И уже возясь с дверью, тонкими руками отодвигая мешающие доски, рассмеявшись, добавила: " Представляешь, дурость какая! Мы ж с Юриком тебя когда сегодня видели, ну, утром, помнишь? Мы ж тебя не узнали! Какая-то ты совсем не такая стала!.."

Когда я, поблуждав по оставшимся на месте снесенных домов садам, все равно воровато, будто сады еще были чьими-то, возвращалась домой, над микрорайоном уже прочно установился вечер. Во время моих странствий оторвался ремешок на правой босоножке, и я волочила ногу, как раненый боец. В желании спать, пересиливающем даже желание есть, я дошла до такого отупения, что даже назревавший в недрах моей квартиры скандал меня почти не тревожил. Я вяло надеялась на милость Коли: пусть бы он позволил сперва поспать, а нотацию перенес бы назавтра.

Дом встретил меня свадьбой. " Плясунцы, - подумала я злобно, - плясунчики..." На лестнице натуженно блевали. Я осторожно обошла страдальца и поднялась на свою площадку. Дверь в нашу квартиру была не только не заперта, но и вовсе полуоткрыта. " Напустить бы на тебя маму," - злорадно подумала я. Я переступила порог, и меня замутило от переплетенных в воздухе квартиры сытных запахов. Пахло небесно, как только и может пахнуть жареная картошка и горячие прочесноченные котлеты. В воздухе витал призрак старосветского уюта, того самого общедомашнего уюта, который почему-то начисто исчезал в присутствии моей аккуратной, энергичной, сноровистой в готовке и уборке мамы.

У отчима все было - шаляй-валяй: горы немытой посуды гнездились в раковине, на холодильнике, на подоконнике; в полуоткрытых консервных банках дремали изнуренные, ломкие, наполовину выкрошенные неуклюжей вилкой сардины и еще дымящиеся окурки "Плиски"; отчим в грязном переднике, насвистывая, рубил мясо и шинковал капусту, не помыв, кажется, ни то, ни другое. Итог потрясал.
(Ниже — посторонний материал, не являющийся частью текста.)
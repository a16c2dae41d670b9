use std::{fmt, time::Instant};

use log::warn;

/// The lifecycle of a single worker as seen by the coordinator.
#[derive(Debug, Clone, Copy, PartialEq, Eq)]
pub enum WorkerState {
    Starting,
    Ready,
    Training,
    Failed,
    Done,
}

impl WorkerState {
    /// Whether `self → to` is a legal transition.
    pub fn can_become(self, to: WorkerState) -> bool {
        use WorkerState::*;

        matches!(
            (self, to),
            (Starting, Ready)
                | (Starting, Failed)
                | (Ready, Training)
                | (Ready, Failed)
                | (Ready, Done)
                | (Training, Failed)
                | (Training, Done)
                | (Failed, Starting)
        )
    }
}

impl fmt::Display for WorkerState {
    fn fmt(&self, f: &mut fmt::Formatter<'_>) -> fmt::Result {
        let name = match self {
            Self::Starting => "starting",
            Self::Ready => "ready",
            Self::Training => "training",
            Self::Failed => "failed",
            Self::Done => "done",
        };

        f.write_str(name)
    }
}

/// The coordinator's record of one worker, only mutated from worker reports.
#[derive(Debug, Clone, PartialEq, Eq)]
pub struct WorkerStatus {
    id: usize,
    state: WorkerState,
    last_heartbeat: Option<Instant>,
    failures: u32,
    respawns: u32,
}

impl WorkerStatus {
    pub fn new(id: usize) -> Self {
        Self {
            id,
            state: WorkerState::Starting,
            last_heartbeat: None,
            failures: 0,
            respawns: 0,
        }
    }

    pub fn id(&self) -> usize {
        self.id
    }

    pub fn state(&self) -> WorkerState {
        self.state
    }

    pub fn last_heartbeat(&self) -> Option<Instant> {
        self.last_heartbeat
    }

    /// How many times this worker failed.
    pub fn failures(&self) -> u32 {
        self.failures
    }

    /// How many times this worker was respawned after failing.
    pub fn respawns(&self) -> u32 {
        self.respawns
    }

    /// Whether the worker takes part in the next broadcast.
    pub fn is_active(&self) -> bool {
        matches!(self.state, WorkerState::Ready | WorkerState::Training)
    }

    /// Moves the worker to `to`, illegal transitions are ignored.
    ///
    /// # Returns
    /// Whether the transition happened.
    pub fn transition(&mut self, to: WorkerState) -> bool {
        if !self.state.can_become(to) {
            warn!(worker_id = self.id; "ignoring transition {} -> {to}", self.state);
            return false;
        }

        match to {
            WorkerState::Failed => self.failures += 1,
            WorkerState::Starting => self.respawns += 1,
            _ => {}
        }

        self.state = to;
        true
    }

    /// Records that the worker reported back.
    pub fn heartbeat(&mut self) {
        self.last_heartbeat = Some(Instant::now());
    }
}

/// The lifecycle of a cluster session.
#[derive(Debug, Clone, Copy, PartialEq, Eq)]
pub enum SessionState {
    Initializing,
    Running,
    Completed,
    Aborted,
}

#[cfg(test)]
mod tests {
    use super::*;

    #[test]
    fn test_happy_path() {
        let mut status = WorkerStatus::new(3);

        assert!(status.transition(WorkerState::Ready));
        assert!(status.transition(WorkerState::Training));
        assert!(status.transition(WorkerState::Done));
        assert_eq!(status.failures(), 0);
    }

    #[test]
    fn test_retry_cycle_is_counted() {
        let mut status = WorkerStatus::new(0);
        status.transition(WorkerState::Ready);
        status.transition(WorkerState::Training);

        assert!(status.transition(WorkerState::Failed));
        assert!(status.transition(WorkerState::Starting));
        assert!(status.transition(WorkerState::Ready));

        assert_eq!((status.failures(), status.respawns()), (1, 1));
        assert!(status.is_active());
    }

    #[test]
    fn test_illegal_transitions_are_ignored() {
        let mut status = WorkerStatus::new(0);

        assert!(!status.transition(WorkerState::Training));
        assert!(!status.transition(WorkerState::Done));
        assert_eq!(status.state(), WorkerState::Starting);

        status.transition(WorkerState::Failed);
        assert!(!status.transition(WorkerState::Ready));
        assert!(!status.is_active());
    }

    #[test]
    fn test_heartbeat_is_recorded() {
        let mut status = WorkerStatus::new(0);
        assert!(status.last_heartbeat().is_none());

        status.heartbeat();
        assert!(status.last_heartbeat().is_some());
    }
}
Мы обжирались до пьяной поволоки в глазах и меланхоличной отрыжки, и вымыться - становилось проблемой по причине совмещенности нашего санузла, из ванной грубо гнали, а назавтра обжираловка доходила до состояния апогея, потому что отчимова стряпня, простояв ночь в духоте кухни... - какой холодильник! он не позволял! холодильник убивает еду, вымораживает, напитывает продукт посторонними ему запахами, в общем, холодильник был личным врагом отчима, и, должно быть, правильно, потому что приготовленное им кушанье, никогда, повторяю, не стоявшее в холодильнике, приобретало наутро дополнительный аромат и даже какой-то новый призвук вкуса. Отчим самодовольно бурчал: " Чего пристали... Не знаю я как. Само собой." Я никому не рассказывала, что однажды, встав с постели глухой ночью по некоторой неотложной необходимости ( дело происходило после очередной трапезы: кажется, харчо и утка с яблоками ), увидела отчима в ярко-красных трусищах, сомнамбулически подкладывающим в суп крупные куски обжаренного лука и сала, и какие-то травки, которые он сильно и хрустко ломал, защемляя между указательным и средним пальцами. Пряно и даже немножко пьяно, одурманивающе пахли его супы, борщи и манты, плавящиеся в собственном жиру и пару, и даже банальная картошка, от запаха которой я, как вкопанная, остановилась сейчас в прихожей.

В доме царствовал отчим, в доме царила картошка, а правила - песня. Они даже не услышали моих шагов и преданнейшего Пенкиного визга. Потому что они уже не ели - не чавкали, не постукивали ложкой о бортик тарелки, сбрасывая лук, не скубали рассеянно вилкой по донышку, намекая на добавку. Потому что в нашем доме давно не пели. Потому что не было мамы: не было ежечасного, нудного, ненавистного мне " писания диссертации ", смирения перед нею, диссертацией всех голосов и шагов. Потому что она была - главная. Сейчас главною была песня. Как давно, когда-то, до маминых предзащит и апробаций, до ее тридцати семи и Колиных сорока трех, в пору " компании ", когда по ночам хором пели про след от гвоздя и про дверь, которую нипочем нельзя закрывать, и пили " кровавую Мэри ", и все, в общем-то, было проще простого.

- Еще косою острою Трава в лугах не скошена... - страстно и фальшиво выстанывал Колин бас.

- Еще не вся черемуха В твое окошко брошена... - со слезой выводил тенеришко, подпуская петуха на верхах.

- Ы-ыще? - спрашивал незнакомо веселый Коля.

- Ыще, - с готовностью отвечал тенорок. Лилось, стукалось, чокалось.

- Почему ты мне не встретилась, юная, нежная... - не проговаривая слов трагически выпевал Коля.

- Эх, в те года мои далекие, к те года вешние, - пели верно, но очень уж пискляво.

- Голова стала белою, что с ней я поделаю...

Этих песен я не знала. В отупении полусна я ухнулась на тахту и, уже уплывая, уже улетая, успела подумать: " Хорошо поют. Жаль только, у Коли нет слуха, а у Яши голоса."

Разбудила меня луна, сунувшая наглую бледную физиономию прямо в незановешенное окно. Каротофелиной она была, вот что, - молодой, но крупной, очищенной для супа, неряхой какой-нибудь очищенной, как я сама, потому что глазки были не вырезаны. Луна была сыром, пирожком, незрелой абрикосиной - съестным была.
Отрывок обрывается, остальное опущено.